As for the assessee's alternative argument, the court held:

“As I have explained already the Revenue Rule precludes the enforcement in England of taxes assessed by a foreign tax authority. Thus as long as that rule applies, persons in the position of Ben Nevis are entitled to resist any attempt by a foreign tax authority such as SARS to collect tax from it in England. However, an entitlement to resist collection as long as that rule applies does not give rise to an expectation that in relation to such liabilities the law that presently precludes collection in England will never be changed. If the rule is changed then as Mr Richards might have put it, it bites only as to the future enforcement of the existing debt. The fact that the debt was incurred prior to the change in the law is immaterial so long as the taxpayer cannot under the laws of the assessing state prevent its collection. The presumption against retrospectivity would preclude the rearrangement of tax liabilities for prior years of assessment (which is no doubt the, or a, reason why Article 27 is formulated in the terms it was and included in the original of the 2002 Convention) but I see no reason for concluding that it precludes the collection in the future of debts that happen to have fallen due prior to the coming into effect of FA 06. Such a conclusion does not in any relevant sense involve changing “… the character of past transactions carried on upon the faith of the then existing law …” or the retrospective alteration of the legal effect of an act or omission by a later change in the law.”

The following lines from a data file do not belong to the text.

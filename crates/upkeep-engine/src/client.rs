//! Collaborator interfaces.
//!
//! The transport (authentication, HTTP, payload encoding) lives behind these
//! two traits. Both hand back the remote object's JSON representation.

use async_trait::async_trait;
use serde_json::Value;
use std::sync::Arc;
use upkeep_core::{ExError, WriteIntent};

/// Reads the current representation of a remote object.
#[async_trait]
pub trait RemoteReader: Send + Sync {
    /// # Errors
    ///
    /// Any failure to obtain the representation. The settle poller treats
    /// every read error as transient.
    async fn read(&self, target_id: &str) -> Result<Value, ExError>;
}

/// Submits a write and returns the object the remote echoed back.
#[async_trait]
pub trait RemoteWriter: Send + Sync {
    /// # Errors
    ///
    /// The write was rejected or could not be delivered. Never retried.
    async fn write(&self, intent: &WriteIntent) -> Result<Value, ExError>;
}

#[async_trait]
impl<T: RemoteReader + ?Sized> RemoteReader for Arc<T> {
    async fn read(&self, target_id: &str) -> Result<Value, ExError> {
        (**self).read(target_id).await
    }
}

#[async_trait]
impl<T: RemoteWriter + ?Sized> RemoteWriter for Arc<T> {
    async fn write(&self, intent: &WriteIntent) -> Result<Value, ExError> {
        (**self).write(intent).await
    }
}
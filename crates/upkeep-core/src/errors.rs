use upkeep_core_types::SessionId;

/// Result type alias using ExError
pub type Result<T> = std::result::Result<T, ExError>;

// ========== Error Facility ==========

/// Canonical error kind taxonomy
///
/// Each kind maps to a stable error code that callers can match on without
/// parsing messages.
#[derive(Debug, Clone, Copy, PartialEq, Eq)]
pub enum ExErrorKind {
    // Input / configuration
    InvalidInput,
    InvalidConfig,

    // Remote object access
    WriteFailed,
    ReadFailed,
    ExternalService,
    /// The echoed write response carried no usable identifier
    MissingIdentifier,

    // Settle outcomes
    /// The remote object never matched the desired projection before the deadline
    NotConverged,
    Cancelled,

    // Integration/IO
    Io,
    Serialization,
}

impl ExErrorKind {
    /// Get the stable error code for this kind
    pub fn code(&self) -> &'static str {
        match self {
            ExErrorKind::InvalidInput => "ERR_INVALID_INPUT",
            ExErrorKind::InvalidConfig => "ERR_INVALID_CONFIG",
            ExErrorKind::WriteFailed => "ERR_WRITE_FAILED",
            ExErrorKind::ReadFailed => "ERR_READ_FAILED",
            ExErrorKind::ExternalService => "ERR_EXTERNAL_SERVICE",
            ExErrorKind::MissingIdentifier => "ERR_MISSING_IDENTIFIER",
            ExErrorKind::NotConverged => "ERR_NOT_CONVERGED",
            ExErrorKind::Cancelled => "ERR_CANCELLED",
            ExErrorKind::Io => "ERR_IO",
            ExErrorKind::Serialization => "ERR_SERIALIZATION",
        }
    }
}

/// Canonical structured error type
///
/// Carries a classification plus the context needed to act on a failed
/// reconciliation: the operation, the remote object, and (for settle
/// failures) the fields that never converged.
#[derive(Debug, Clone)]
pub struct ExError {
    kind: ExErrorKind,
    op: Option<String>,
    target_id: Option<String>,
    resource_kind: Option<String>,
    session_id: Option<SessionId>,
    message: String,
    source: Option<Box<ExError>>,
    fields: Option<Vec<String>>,
}

impl ExError {
    /// Create a new error with the specified kind
    pub fn new(kind: ExErrorKind) -> Self {
        Self {
            kind,
            op: None,
            target_id: None,
            resource_kind: None,
            session_id: None,
            message: String::new(),
            source: None,
            fields: None,
        }
    }

    /// Add operation context
    pub fn with_op(mut self, op: impl Into<String>) -> Self {
        self.op = Some(op.into());
        self
    }

    /// Add remote object identifier context
    pub fn with_target_id(mut self, id: impl Into<String>) -> Self {
        self.target_id = Some(id.into());
        self
    }

    /// Add resource kind context
    pub fn with_resource_kind(mut self, kind: impl Into<String>) -> Self {
        self.resource_kind = Some(kind.into());
        self
    }

    /// Add session correlation
    pub fn with_session_id(mut self, session_id: SessionId) -> Self {
        self.session_id = Some(session_id);
        self
    }

    /// Add custom message
    pub fn with_message(mut self, message: impl Into<String>) -> Self {
        self.message = message.into();
        self
    }

    /// Add source error
    pub fn with_source(mut self, source: ExError) -> Self {
        self.source = Some(Box::new(source));
        self
    }

    /// Add field names (used by NotConverged to carry still-differing fields)
    pub fn with_fields(mut self, fields: Vec<String>) -> Self {
        self.fields = Some(fields);
        self
    }

    /// Get the error kind
    pub fn kind(&self) -> ExErrorKind {
        self.kind
    }

    /// Get the stable error code
    pub fn code(&self) -> &'static str {
        self.kind.code()
    }

    /// Get the operation context, if any
    pub fn op(&self) -> Option<&str> {
        self.op.as_deref()
    }

    /// Get the remote object identifier, if any
    pub fn target_id(&self) -> Option<&str> {
        self.target_id.as_deref()
    }

    /// Get the resource kind, if any
    pub fn resource_kind(&self) -> Option<&str> {
        self.resource_kind.as_deref()
    }

    /// Get the session id, if any
    pub fn session_id(&self) -> Option<&SessionId> {
        self.session_id.as_ref()
    }

    /// Get the error message
    pub fn message(&self) -> &str {
        &self.message
    }

    /// Get the source error, if any
    pub fn source_error(&self) -> Option<&ExError> {
        self.source.as_deref()
    }

    /// Get field names, if any
    pub fn fields(&self) -> Option<&[String]> {
        self.fields.as_deref()
    }
}

impl std::fmt::Display for ExError {
    fn fmt(&self, f: &mut std::fmt::Formatter<'_>) -> std::fmt::Result {
        write!(f, "[{}]", self.code())?;
        if let Some(op) = &self.op {
            write!(f, " in operation '{}'", op)?;
        }
        if !self.message.is_empty() {
            write!(f, ": {}", self.message)?;
        }
        if let Some(kind) = &self.resource_kind {
            write!(f, " (resource_kind: {})", kind)?;
        }
        if let Some(target_id) = &self.target_id {
            write!(f, " (target_id: {})", target_id)?;
        }
        if let Some(session_id) = &self.session_id {
            write!(f, " (session_id: {})", session_id)?;
        }
        if let Some(fields) = &self.fields {
            if !fields.is_empty() {
                write!(f, " (fields: {})", fields.join(", "))?;
            }
        }
        if let Some(source) = &self.source {
            write!(f, "; caused by {}", source)?;
        }
        Ok(())
    }
}

impl std::error::Error for ExError {
    fn source(&self) -> Option<&(dyn std::error::Error + 'static)> {
        self.source
            .as_deref()
            .map(|s| s as &(dyn std::error::Error + 'static))
    }
}

impl From<serde_json::Error> for ExError {
    fn from(err: serde_json::Error) -> Self {
        ExError::new(ExErrorKind::Serialization).with_message(err.to_string())
    }
}

// ========== End Error Facility ==========
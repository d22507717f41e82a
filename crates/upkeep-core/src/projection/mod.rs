//! Desired projections.
//!
//! A [`DesiredProjection`] is the sparse comparison target derived from one
//! write intent. It only ever holds fields the intent touched:
//!
//! - `SetTo(v)`: the remote object must end up holding `v`
//! - `ClearTo(empty)`: the remote object must end up empty for this field
//! - `Unset`: the caller asked to preserve the remote value; never compared
//!
//! Fields the intent never mentioned are simply not present.

pub mod builder;

pub use builder::{
    build_desired_from_create, build_desired_from_update, build_desired_with_subtype,
};

use crate::model::{FieldValue, ResourceKind, WriteOp};
use serde::Serialize;

/// Per-field assertion of a desired projection.
#[derive(Debug, Clone, PartialEq, Eq, Serialize)]
#[serde(tag = "assert", content = "value", rename_all = "snake_case")]
pub enum Assertion {
    Unset,
    ClearTo(FieldValue),
    SetTo(FieldValue),
}

impl Assertion {
    /// The value the remote object must hold, if this assertion is compared at all.
    pub fn expected(&self) -> Option<&FieldValue> {
        match self {
            Assertion::Unset => None,
            Assertion::ClearTo(v) | Assertion::SetTo(v) => Some(v),
        }
    }
}

#[derive(Debug, Clone, PartialEq, Eq, Serialize)]
pub struct DesiredProjection {
    kind: ResourceKind,
    op: WriteOp,
    fields: Vec<(&'static str, Assertion)>,
}

impl DesiredProjection {
    pub fn new(kind: ResourceKind, op: WriteOp) -> Self {
        Self {
            kind,
            op,
            fields: Vec::new(),
        }
    }

    /// Append an assertion.
    ///
    /// The builders append in catalog declaration order; diagnostics report
    /// fields in the order they were appended. A later assertion for the same
    /// name replaces the earlier one in place.
    pub fn with_assertion(mut self, name: &'static str, assertion: Assertion) -> Self {
        self.push(name, assertion);
        self
    }

    pub(crate) fn push(&mut self, name: &'static str, assertion: Assertion) {
        match self.fields.iter_mut().find(|(n, _)| *n == name) {
            Some(slot) => slot.1 = assertion,
            None => self.fields.push((name, assertion)),
        }
    }

    pub fn kind(&self) -> ResourceKind {
        self.kind
    }

    pub fn op(&self) -> WriteOp {
        self.op
    }

    pub fn assertion(&self, name: &str) -> Option<&Assertion> {
        self.fields.iter().find(|(n, _)| *n == name).map(|(_, a)| a)
    }

    /// Every entry, including skip-compare ones, in order
    pub fn entries(&self) -> impl Iterator<Item = (&'static str, &Assertion)> {
        self.fields.iter().map(|(n, a)| (*n, a))
    }

    /// Compared fields with their expected values, in order
    pub fn asserted(&self) -> impl Iterator<Item = (&'static str, &FieldValue)> {
        self.fields
            .iter()
            .filter_map(|(n, a)| a.expected().map(|v| (*n, v)))
    }

    pub fn asserted_names(&self) -> Vec<&'static str> {
        self.asserted().map(|(n, _)| n).collect()
    }

    /// Fields explicitly marked "preserve remote"
    pub fn skipped(&self) -> Vec<&'static str> {
        self.fields
            .iter()
            .filter(|(_, a)| matches!(a, Assertion::Unset))
            .map(|(n, _)| *n)
            .collect()
    }

    pub fn is_skipped(&self, name: &str) -> bool {
        matches!(self.assertion(name), Some(Assertion::Unset))
    }

    /// True when nothing would be compared
    pub fn is_vacuous(&self) -> bool {
        self.asserted().next().is_none()
    }
}
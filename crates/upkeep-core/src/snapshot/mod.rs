//! Observed snapshots.
//!
//! An [`ObservedSnapshot`] is the total, normalized view of one remote read:
//! every field of the resource kind's catalog is present, with missing or
//! malformed remote values replaced by the empty form of the field's kind.

pub mod builder;
pub mod wire;

pub use builder::build_observed;

use crate::model::{FieldValue, ResourceKind};
use serde::Serialize;

#[derive(Debug, Clone, PartialEq, Eq, Serialize)]
pub struct ObservedSnapshot {
    kind: ResourceKind,
    id: Option<String>,
    values: Vec<(&'static str, FieldValue)>,
}

impl ObservedSnapshot {
    pub(crate) fn new(kind: ResourceKind, id: Option<String>) -> Self {
        Self {
            kind,
            id,
            values: Vec::new(),
        }
    }

    pub(crate) fn insert(&mut self, name: &'static str, value: FieldValue) {
        self.values.push((name, value));
    }

    pub fn kind(&self) -> ResourceKind {
        self.kind
    }

    /// Remote identifier as reported by the read, if the payload carried one
    pub fn id(&self) -> Option<&str> {
        self.id.as_deref()
    }

    pub fn get(&self, name: &str) -> Option<&FieldValue> {
        self.values
            .iter()
            .find(|(n, _)| *n == name)
            .map(|(_, v)| v)
    }

    /// All fields in catalog declaration order
    pub fn values(&self) -> impl Iterator<Item = (&'static str, &FieldValue)> {
        self.values.iter().map(|(n, v)| (*n, v))
    }

    pub fn len(&self) -> usize {
        self.values.len()
    }

    pub fn is_empty(&self) -> bool {
        self.values.is_empty()
    }
}
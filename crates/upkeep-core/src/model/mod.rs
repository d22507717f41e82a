pub mod catalog;
pub mod intent;
pub mod value;

pub use catalog::{
    Applicability, FieldDescriptor, LabelPair, ResourceCatalog, ResourceKind, WireShape,
};
pub use intent::{IntentField, WriteIntent, WriteOp};
pub use value::{FieldValue, ValueKind};
//! Test capture mode for deterministic logging assertions
//!
//! Installs a subscriber that records every event in memory. Tests in the
//! same binary share one global capture, so assertions should filter on a
//! value unique to the test (an op name or a target id).

use std::collections::HashMap;
use std::sync::{Arc, Mutex, OnceLock};
use tracing::field::Visit;
use tracing::{Level, Subscriber};
use tracing_subscriber::layer::{Context, SubscriberExt};
use tracing_subscriber::registry::LookupSpan;
use tracing_subscriber::util::SubscriberInitExt;
use tracing_subscriber::Layer;
use upkeep_core_types::schema::{FIELD_COMPONENT, FIELD_EVENT, FIELD_OP, FIELD_TARGET_ID};

/// A captured log event with all its fields
#[derive(Clone, Debug)]
pub struct CapturedEvent {
    pub level: Level,
    pub component: Option<String>,
    pub op: Option<String>,
    pub event: Option<String>,
    pub target_id: Option<String>,
    pub fields: HashMap<String, String>,
}

impl CapturedEvent {
    /// Look up a recorded field by name
    pub fn field(&self, name: &str) -> Option<&str> {
        self.fields.get(name).map(|s| s.as_str())
    }
}

#[derive(Default)]
struct FieldVisitor {
    fields: HashMap<String, String>,
}

impl Visit for FieldVisitor {
    fn record_debug(&mut self, field: &tracing::field::Field, value: &dyn std::fmt::Debug) {
        self.fields
            .insert(field.name().to_string(), format!("{:?}", value));
    }

    fn record_str(&mut self, field: &tracing::field::Field, value: &str) {
        self.fields
            .insert(field.name().to_string(), value.to_string());
    }

    fn record_i64(&mut self, field: &tracing::field::Field, value: i64) {
        self.fields
            .insert(field.name().to_string(), value.to_string());
    }

    fn record_u64(&mut self, field: &tracing::field::Field, value: u64) {
        self.fields
            .insert(field.name().to_string(), value.to_string());
    }

    fn record_bool(&mut self, field: &tracing::field::Field, value: bool) {
        self.fields
            .insert(field.name().to_string(), value.to_string());
    }
}

/// Layer collecting events into a shared buffer
pub struct TestCaptureLayer {
    events: Arc<Mutex<Vec<CapturedEvent>>>,
}

impl TestCaptureLayer {
    pub fn new() -> (Self, TestCapture) {
        let events = Arc::new(Mutex::new(Vec::new()));
        let layer = Self {
            events: events.clone(),
        };
        (layer, TestCapture { events })
    }
}

impl<S> Layer<S> for TestCaptureLayer
where
    S: Subscriber + for<'a> LookupSpan<'a>,
{
    fn on_event(&self, event: &tracing::Event<'_>, _ctx: Context<'_, S>) {
        let mut visitor = FieldVisitor::default();
        event.record(&mut visitor);

        let captured = CapturedEvent {
            level: *event.metadata().level(),
            component: visitor.fields.get(FIELD_COMPONENT).cloned(),
            op: visitor.fields.get(FIELD_OP).cloned(),
            event: visitor.fields.get(FIELD_EVENT).cloned(),
            target_id: visitor.fields.get(FIELD_TARGET_ID).cloned(),
            fields: visitor.fields,
        };

        self.events
            .lock()
            .map(|mut events| events.push(captured))
            .ok();
    }
}

/// Handle for accessing captured events in tests
#[derive(Clone)]
pub struct TestCapture {
    events: Arc<Mutex<Vec<CapturedEvent>>>,
}

impl TestCapture {
    /// Get all captured events
    pub fn events(&self) -> Vec<CapturedEvent> {
        self.events.lock().map(|e| e.clone()).unwrap_or_default()
    }

    /// Events emitted for one remote object
    pub fn events_for_target(&self, target_id: &str) -> Vec<CapturedEvent> {
        self.events()
            .into_iter()
            .filter(|e| e.target_id.as_deref() == Some(target_id))
            .collect()
    }

    /// Assert that an event exists with the given operation and event type
    ///
    /// # Panics
    ///
    /// Panics if the event is not found
    pub fn assert_event_exists(&self, op: &str, event: &str) {
        let events = self.events();
        let found = events
            .iter()
            .any(|e| e.op.as_deref() == Some(op) && e.event.as_deref() == Some(event));
        assert!(
            found,
            "Expected event op={} event={} not found in {} captured events",
            op,
            event,
            events.len()
        );
    }

    /// Count events matching a predicate
    pub fn count_events<F>(&self, predicate: F) -> usize
    where
        F: Fn(&CapturedEvent) -> bool,
    {
        self.events().iter().filter(|e| predicate(e)).count()
    }

    /// Clear all captured events
    pub fn clear(&self) {
        self.events.lock().map(|mut e| e.clear()).ok();
    }
}

static GLOBAL_CAPTURE: OnceLock<TestCapture> = OnceLock::new();

/// Initialize test capture mode
///
/// Returns the shared global capture; the subscriber is installed once per
/// test binary.
///
/// # Example
///
/// ```
/// use upkeep_core::logging_facility::test_capture::init_test_capture;
/// use upkeep_core::log_op_start;
///
/// let capture = init_test_capture();
/// log_op_start!("doc_capture_example");
/// capture.assert_event_exists("doc_capture_example", "start");
/// ```
pub fn init_test_capture() -> TestCapture {
    GLOBAL_CAPTURE
        .get_or_init(|| {
            let (layer, capture) = TestCaptureLayer::new();
            tracing_subscriber::registry().with(layer).init();
            capture
        })
        .clone()
}

#[cfg(test)]
mod tests {
    use super::*;

    #[test]
    fn test_captured_event_field_lookup() {
        let mut fields = HashMap::new();
        fields.insert("attempt".to_string(), "3".to_string());
        let event = CapturedEvent {
            level: Level::DEBUG,
            component: None,
            op: Some("settle".to_string()),
            event: Some("settle_attempt".to_string()),
            target_id: Some("7".to_string()),
            fields,
        };

        assert_eq!(event.field("attempt"), Some("3"));
        assert_eq!(event.field("missing"), None);
        assert_eq!(event.clone().target_id.as_deref(), Some("7"));
    }
}
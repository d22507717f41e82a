//! Field catalogs of the managed resource kinds.

pub mod integration;
pub mod maintenance_window;
pub mod monitor;

use crate::model::{ResourceCatalog, ResourceKind};

pub use integration::INTEGRATION;
pub use maintenance_window::MAINTENANCE_WINDOW;
pub use monitor::MONITOR;

/// Headers implied by a body encoding rather than chosen by the caller
pub const IMPLIED_HEADERS: &[&str] = &["content-type", "content-length"];

pub fn catalog_for(kind: ResourceKind) -> &'static ResourceCatalog {
    match kind {
        ResourceKind::Monitor => &MONITOR,
        ResourceKind::MaintenanceWindow => &MAINTENANCE_WINDOW,
        ResourceKind::Integration => &INTEGRATION,
    }
}
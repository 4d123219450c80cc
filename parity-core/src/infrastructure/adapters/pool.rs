// parity-core/src/infrastructure/adapters/pool.rs

// bb8 pool of DuckDB connections. Every connection is a clone of one root
// connection, so all of them see the same database, `:memory:` included.
// Blocking work runs on tokio's blocking pool with a checked-out connection.

use async_trait::async_trait;
use bb8::{Pool, RunError};
use duckdb::Connection;
use std::sync::Mutex;
use std::time::Duration;
use tracing::debug;

use crate::infrastructure::error::DatabaseError;

const CONNECTION_TIMEOUT: Duration = Duration::from_secs(30);

#[derive(Debug, Clone, Copy)]
pub(crate) struct PoolSettings {
    pub size: usize,
    /// Connections older than this are closed and replaced.
    pub max_lifetime: Duration,
    /// `SELECT 1` on checkout.
    pub pre_ping: bool,
}

pub(crate) type DuckDbPool = Pool<DuckDbConnectionManager>;

pub(crate) struct DuckDbConnectionManager {
    root: Mutex<Connection>,
}

impl DuckDbConnectionManager {
    pub fn new(root: Connection) -> Self {
        Self {
            root: Mutex::new(root),
        }
    }
}

fn ping(conn: &Connection) -> Result<(), duckdb::Error> {
    conn.query_row("SELECT 1", [], |row| row.get::<_, i32>(0))
        .map(|_| ())
}

#[async_trait]
impl bb8::ManageConnection for DuckDbConnectionManager {
    type Connection = Connection;
    type Error = DatabaseError;

    async fn connect(&self) -> Result<Self::Connection, Self::Error> {
        let root = self
            .root
            .lock()
            .map_err(|_| DatabaseError::Pool("root connection mutex poisoned".into()))?;
        Ok(root.try_clone()?)
    }

    async fn is_valid(&self, conn: &mut Self::Connection) -> Result<(), Self::Error> {
        Ok(ping(conn)?)
    }

    fn has_broken(&self, _conn: &mut Self::Connection) -> bool {
        false
    }
}

fn checkout_error(e: RunError<DatabaseError>) -> DatabaseError {
    match e {
        RunError::User(e) => e,
        RunError::TimedOut => {
            DatabaseError::Pool(format!("no connection available after {CONNECTION_TIMEOUT:?}"))
        }
    }
}

/// Fails when the root connection does not answer `SELECT 1`.
pub(crate) async fn build_pool(root: Connection, settings: PoolSettings) -> Result<DuckDbPool, DatabaseError> {
    ping(&root).map_err(|e| DatabaseError::Connection(format!("liveness check failed: {e}")))?;

    let max_size = u32::try_from(settings.size.max(1))
        .map_err(|_| DatabaseError::Pool(format!("pool size {} is too large", settings.size)))?;
    let max_lifetime = (!settings.max_lifetime.is_zero()).then_some(settings.max_lifetime);

    let pool = Pool::builder()
        .max_size(max_size)
        .min_idle(Some(1))
        .connection_timeout(CONNECTION_TIMEOUT)
        .max_lifetime(max_lifetime)
        .test_on_check_out(settings.pre_ping)
        .build(DuckDbConnectionManager::new(root))
        .await?;

    debug!(max_size, "DuckDB connection pool ready");
    Ok(pool)
}

/// Checks a connection out and runs `f` with it on the blocking pool.
pub(crate) async fn run_blocking<T, F>(pool: &DuckDbPool, f: F) -> Result<T, DatabaseError>
where
    F: FnOnce(&mut Connection) -> Result<T, DatabaseError> + Send + 'static,
    T: Send + 'static,
{
    let mut conn = pool.get_owned().await.map_err(checkout_error)?;
    let (conn, result) = tokio::task::spawn_blocking(move || {
        let result = f(&mut *conn);
        (conn, result)
    })
    .await
    .map_err(|e| DatabaseError::Pool(format!("blocking task failed: {e}")))?;
    // back to the pool from the async side
    drop(conn);
    result
}

#[cfg(test)]
mod tests {
    use super::*;
    use std::sync::{Arc, Barrier};

    fn settings(size: usize) -> PoolSettings {
        PoolSettings {
            size,
            max_lifetime: Duration::from_secs(3600),
            pre_ping: true,
        }
    }

    #[tokio::test]
    async fn test_connections_share_one_database() -> anyhow::Result<()> {
        let pool = build_pool(Connection::open_in_memory()?, settings(3)).await?;
        run_blocking(&pool, |c| {
            Ok(c.execute_batch("CREATE TABLE t (x INTEGER); INSERT INTO t VALUES (7)")?)
        })
        .await?;
        for _ in 0..3 {
            let x: i32 = run_blocking(&pool, |c| Ok(c.query_row("SELECT x FROM t", [], |r| r.get(0))?)).await?;
            assert_eq!(x, 7);
        }
        Ok(())
    }

    #[tokio::test(flavor = "multi_thread", worker_threads = 2)]
    async fn test_busy_connection_does_not_block_idle_ones() -> anyhow::Result<()> {
        let pool = build_pool(Connection::open_in_memory()?, settings(2)).await?;
        let barrier = Arc::new(Barrier::new(2));

        // both checkouts must be live at the same time to pass the barrier
        let gate = Arc::clone(&barrier);
        let first = tokio::spawn({
            let pool = pool.clone();
            async move { run_blocking(&pool, move |_| Ok(gate.wait().is_leader())).await }
        });
        let gate = Arc::clone(&barrier);
        let second = tokio::spawn({
            let pool = pool.clone();
            async move { run_blocking(&pool, move |_| Ok(gate.wait().is_leader())).await }
        });

        let leaders = [first.await??, second.await??];
        assert_eq!(leaders.iter().filter(|l| **l).count(), 1);
        Ok(())
    }

    #[tokio::test]
    async fn test_zero_lifetime_means_no_recycling() -> anyhow::Result<()> {
        let pool = build_pool(
            Connection::open_in_memory()?,
            PoolSettings {
                size: 1,
                max_lifetime: Duration::ZERO,
                pre_ping: false,
            },
        )
        .await?;
        let v: i32 = run_blocking(&pool, |c| Ok(c.query_row("SELECT 41 + 1", [], |r| r.get(0))?)).await?;
        assert_eq!(v, 42);
        Ok(())
    }
}
// parity-core/src/domain/data/mod.rs

pub mod table;
pub mod value;

pub use table::{Row, Table};
pub use value::{DType, Value};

India has signed a number of agreements for exchange of information. Protocols have also been entered into for this purpose. Questions often arise as to whether information in relation to periods prior to the coming into operation of the agreement should be made available or not. The judgement of the High Court of Justice (chancery division) [2012] EWHC 1807 (Ch) may provide the answer in such cases unless any contrary intention appears from the treaty itself.